__DATA SECTION__.
* * * * *

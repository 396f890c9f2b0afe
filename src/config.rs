//! Application-level configuration loading: credentials, seeded events and timer defaults.

use std::{env, fs, io::ErrorKind, path::PathBuf, time::Duration};

use serde::Deserialize;
use tracing::{info, warn};
use uuid::Uuid;

use crate::{
    services::credentials::Credential,
    state::events::{EventLifecycle, EventStatus},
};

/// Default location on disk where the server looks for the JSON configuration.
const DEFAULT_CONFIG_PATH: &str = "config/app.json";
/// Environment variable that overrides [`DEFAULT_CONFIG_PATH`].
const CONFIG_PATH_ENV: &str = "ROUND_TIMER_CONFIG_PATH";
const DEFAULT_ROUND_DURATION_SECS: u32 = 180;
const DEFAULT_BREAK_DURATION_SECS: u32 = 60;
const DEFAULT_SWEEP_INTERVAL_SECS: u64 = 30;

#[derive(Debug, Clone)]
/// Immutable runtime configuration shared across the application.
pub struct AppConfig {
    credentials: Vec<(String, Credential)>,
    events: Vec<(Uuid, EventLifecycle)>,
    default_round_duration: u32,
    default_break_duration: u32,
    sweep_interval: Option<Duration>,
}

impl AppConfig {
    /// Load the application configuration from disk, falling back to built-in defaults.
    pub fn load() -> Self {
        let path = resolve_config_path();
        match fs::read_to_string(&path) {
            Ok(contents) => match Self::from_json(&contents) {
                Ok(app_config) => {
                    info!(
                        path = %path.display(),
                        credentials = app_config.credentials.len(),
                        events = app_config.events.len(),
                        "loaded configuration"
                    );
                    app_config
                }
                Err(err) => {
                    warn!(
                        path = %path.display(),
                        error = %err,
                        "failed to parse config; falling back to defaults"
                    );
                    Self::default()
                }
            },
            Err(err) if err.kind() == ErrorKind::NotFound => {
                info!(
                    path = %path.display(),
                    "config file not found; using built-in defaults"
                );
                Self::default()
            }
            Err(err) => {
                warn!(
                    path = %path.display(),
                    error = %err,
                    "failed to read config; falling back to defaults"
                );
                Self::default()
            }
        }
    }

    /// Parse a configuration document.
    pub fn from_json(contents: &str) -> serde_json::Result<Self> {
        serde_json::from_str::<RawConfig>(contents).map(Into::into)
    }

    /// Bearer tokens and the credential each resolves to.
    pub fn credentials(&self) -> &[(String, Credential)] {
        &self.credentials
    }

    /// Events to register with the in-memory lifecycle directory at startup.
    pub fn seeded_events(&self) -> Vec<(Uuid, EventLifecycle)> {
        self.events.clone()
    }

    /// Round length given to newly created timer records.
    pub fn default_round_duration(&self) -> u32 {
        self.default_round_duration
    }

    /// Break length given to newly created timer records.
    pub fn default_break_duration(&self) -> u32 {
        self.default_break_duration
    }

    /// Period of the background expiry sweep, `None` when disabled.
    pub fn sweep_interval(&self) -> Option<Duration> {
        self.sweep_interval
    }
}

impl Default for AppConfig {
    fn default() -> Self {
        warn!("using built-in development credentials `dev-admin` and `dev-viewer`");
        Self {
            credentials: vec![
                (
                    "dev-admin".into(),
                    Credential {
                        subject: "organizer".into(),
                        admin: true,
                    },
                ),
                (
                    "dev-viewer".into(),
                    Credential {
                        subject: "participant".into(),
                        admin: false,
                    },
                ),
            ],
            events: Vec::new(),
            default_round_duration: DEFAULT_ROUND_DURATION_SECS,
            default_break_duration: DEFAULT_BREAK_DURATION_SECS,
            sweep_interval: Some(Duration::from_secs(DEFAULT_SWEEP_INTERVAL_SECS)),
        }
    }
}

#[derive(Debug, Deserialize)]
/// JSON representation of the configuration file located at [`DEFAULT_CONFIG_PATH`].
struct RawConfig {
    #[serde(default)]
    credentials: Vec<RawCredential>,
    #[serde(default)]
    events: Vec<RawEvent>,
    #[serde(default = "default_round_duration")]
    default_round_duration: u32,
    #[serde(default = "default_break_duration")]
    default_break_duration: u32,
    #[serde(default = "default_sweep_interval")]
    sweep_interval_secs: u64,
}

impl From<RawConfig> for AppConfig {
    fn from(value: RawConfig) -> Self {
        Self {
            credentials: value
                .credentials
                .into_iter()
                .map(|raw| {
                    (
                        raw.token,
                        Credential {
                            subject: raw.subject,
                            admin: raw.admin,
                        },
                    )
                })
                .collect(),
            events: value
                .events
                .into_iter()
                .map(|raw| {
                    (
                        raw.id,
                        EventLifecycle {
                            status: raw.status,
                            final_round: raw.final_round.max(1),
                        },
                    )
                })
                .collect(),
            default_round_duration: value.default_round_duration.max(1),
            default_break_duration: value.default_break_duration,
            sweep_interval: (value.sweep_interval_secs > 0)
                .then(|| Duration::from_secs(value.sweep_interval_secs)),
        }
    }
}

#[derive(Debug, Deserialize)]
/// JSON representation of a bearer credential.
struct RawCredential {
    token: String,
    subject: String,
    #[serde(default)]
    admin: bool,
}

#[derive(Debug, Deserialize)]
/// JSON representation of a seeded event.
struct RawEvent {
    id: Uuid,
    status: EventStatus,
    final_round: u32,
}

fn default_round_duration() -> u32 {
    DEFAULT_ROUND_DURATION_SECS
}

fn default_break_duration() -> u32 {
    DEFAULT_BREAK_DURATION_SECS
}

fn default_sweep_interval() -> u64 {
    DEFAULT_SWEEP_INTERVAL_SECS
}

/// Resolve the configuration path taking the environment override into account.
fn resolve_config_path() -> PathBuf {
    env::var_os(CONFIG_PATH_ENV)
        .map(PathBuf::from)
        .filter(|path| !path.as_os_str().is_empty())
        .unwrap_or_else(|| PathBuf::from(DEFAULT_CONFIG_PATH))
}

#[cfg(test)]
mod tests {
    use super::*;

    #[test]
    fn parses_full_document() {
        let config = AppConfig::from_json(
            r#"{
                "credentials": [
                    { "token": "secret", "subject": "host", "admin": true },
                    { "token": "guest", "subject": "guest" }
                ],
                "events": [
                    { "id": "6f1c1f5e-8a7e-4f57-9a43-0f0c2d1f9b11", "status": "in_progress", "final_round": 6 }
                ],
                "default_round_duration": 240,
                "sweep_interval_secs": 0
            }"#,
        )
        .unwrap();

        assert_eq!(config.credentials().len(), 2);
        assert!(config.credentials()[0].1.admin);
        assert!(!config.credentials()[1].1.admin);
        assert_eq!(config.seeded_events()[0].1.final_round, 6);
        assert_eq!(config.default_round_duration(), 240);
        assert_eq!(config.default_break_duration(), DEFAULT_BREAK_DURATION_SECS);
        assert_eq!(config.sweep_interval(), None);
    }

    #[test]
    fn clamps_degenerate_values() {
        let config = AppConfig::from_json(
            r#"{
                "events": [
                    { "id": "6f1c1f5e-8a7e-4f57-9a43-0f0c2d1f9b11", "status": "upcoming", "final_round": 0 }
                ],
                "default_round_duration": 0
            }"#,
        )
        .unwrap();

        assert_eq!(config.seeded_events()[0].1.final_round, 1);
        assert_eq!(config.default_round_duration(), 1);
        assert_eq!(
            config.sweep_interval(),
            Some(Duration::from_secs(DEFAULT_SWEEP_INTERVAL_SECS))
        );
    }
}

* * * * *

__PROBLEM TO SOLVE__. Where in the records does the word "Some" appear? Copy each line that holds it.

__RESULT FOR THIS TASK__.
            sweep_interval: Some(Duration::from_secs(DEFAULT_SWEEP_INTERVAL_SECS)),
            Some(Duration::from_secs(DEFAULT_SWEEP_INTERVAL_SECS))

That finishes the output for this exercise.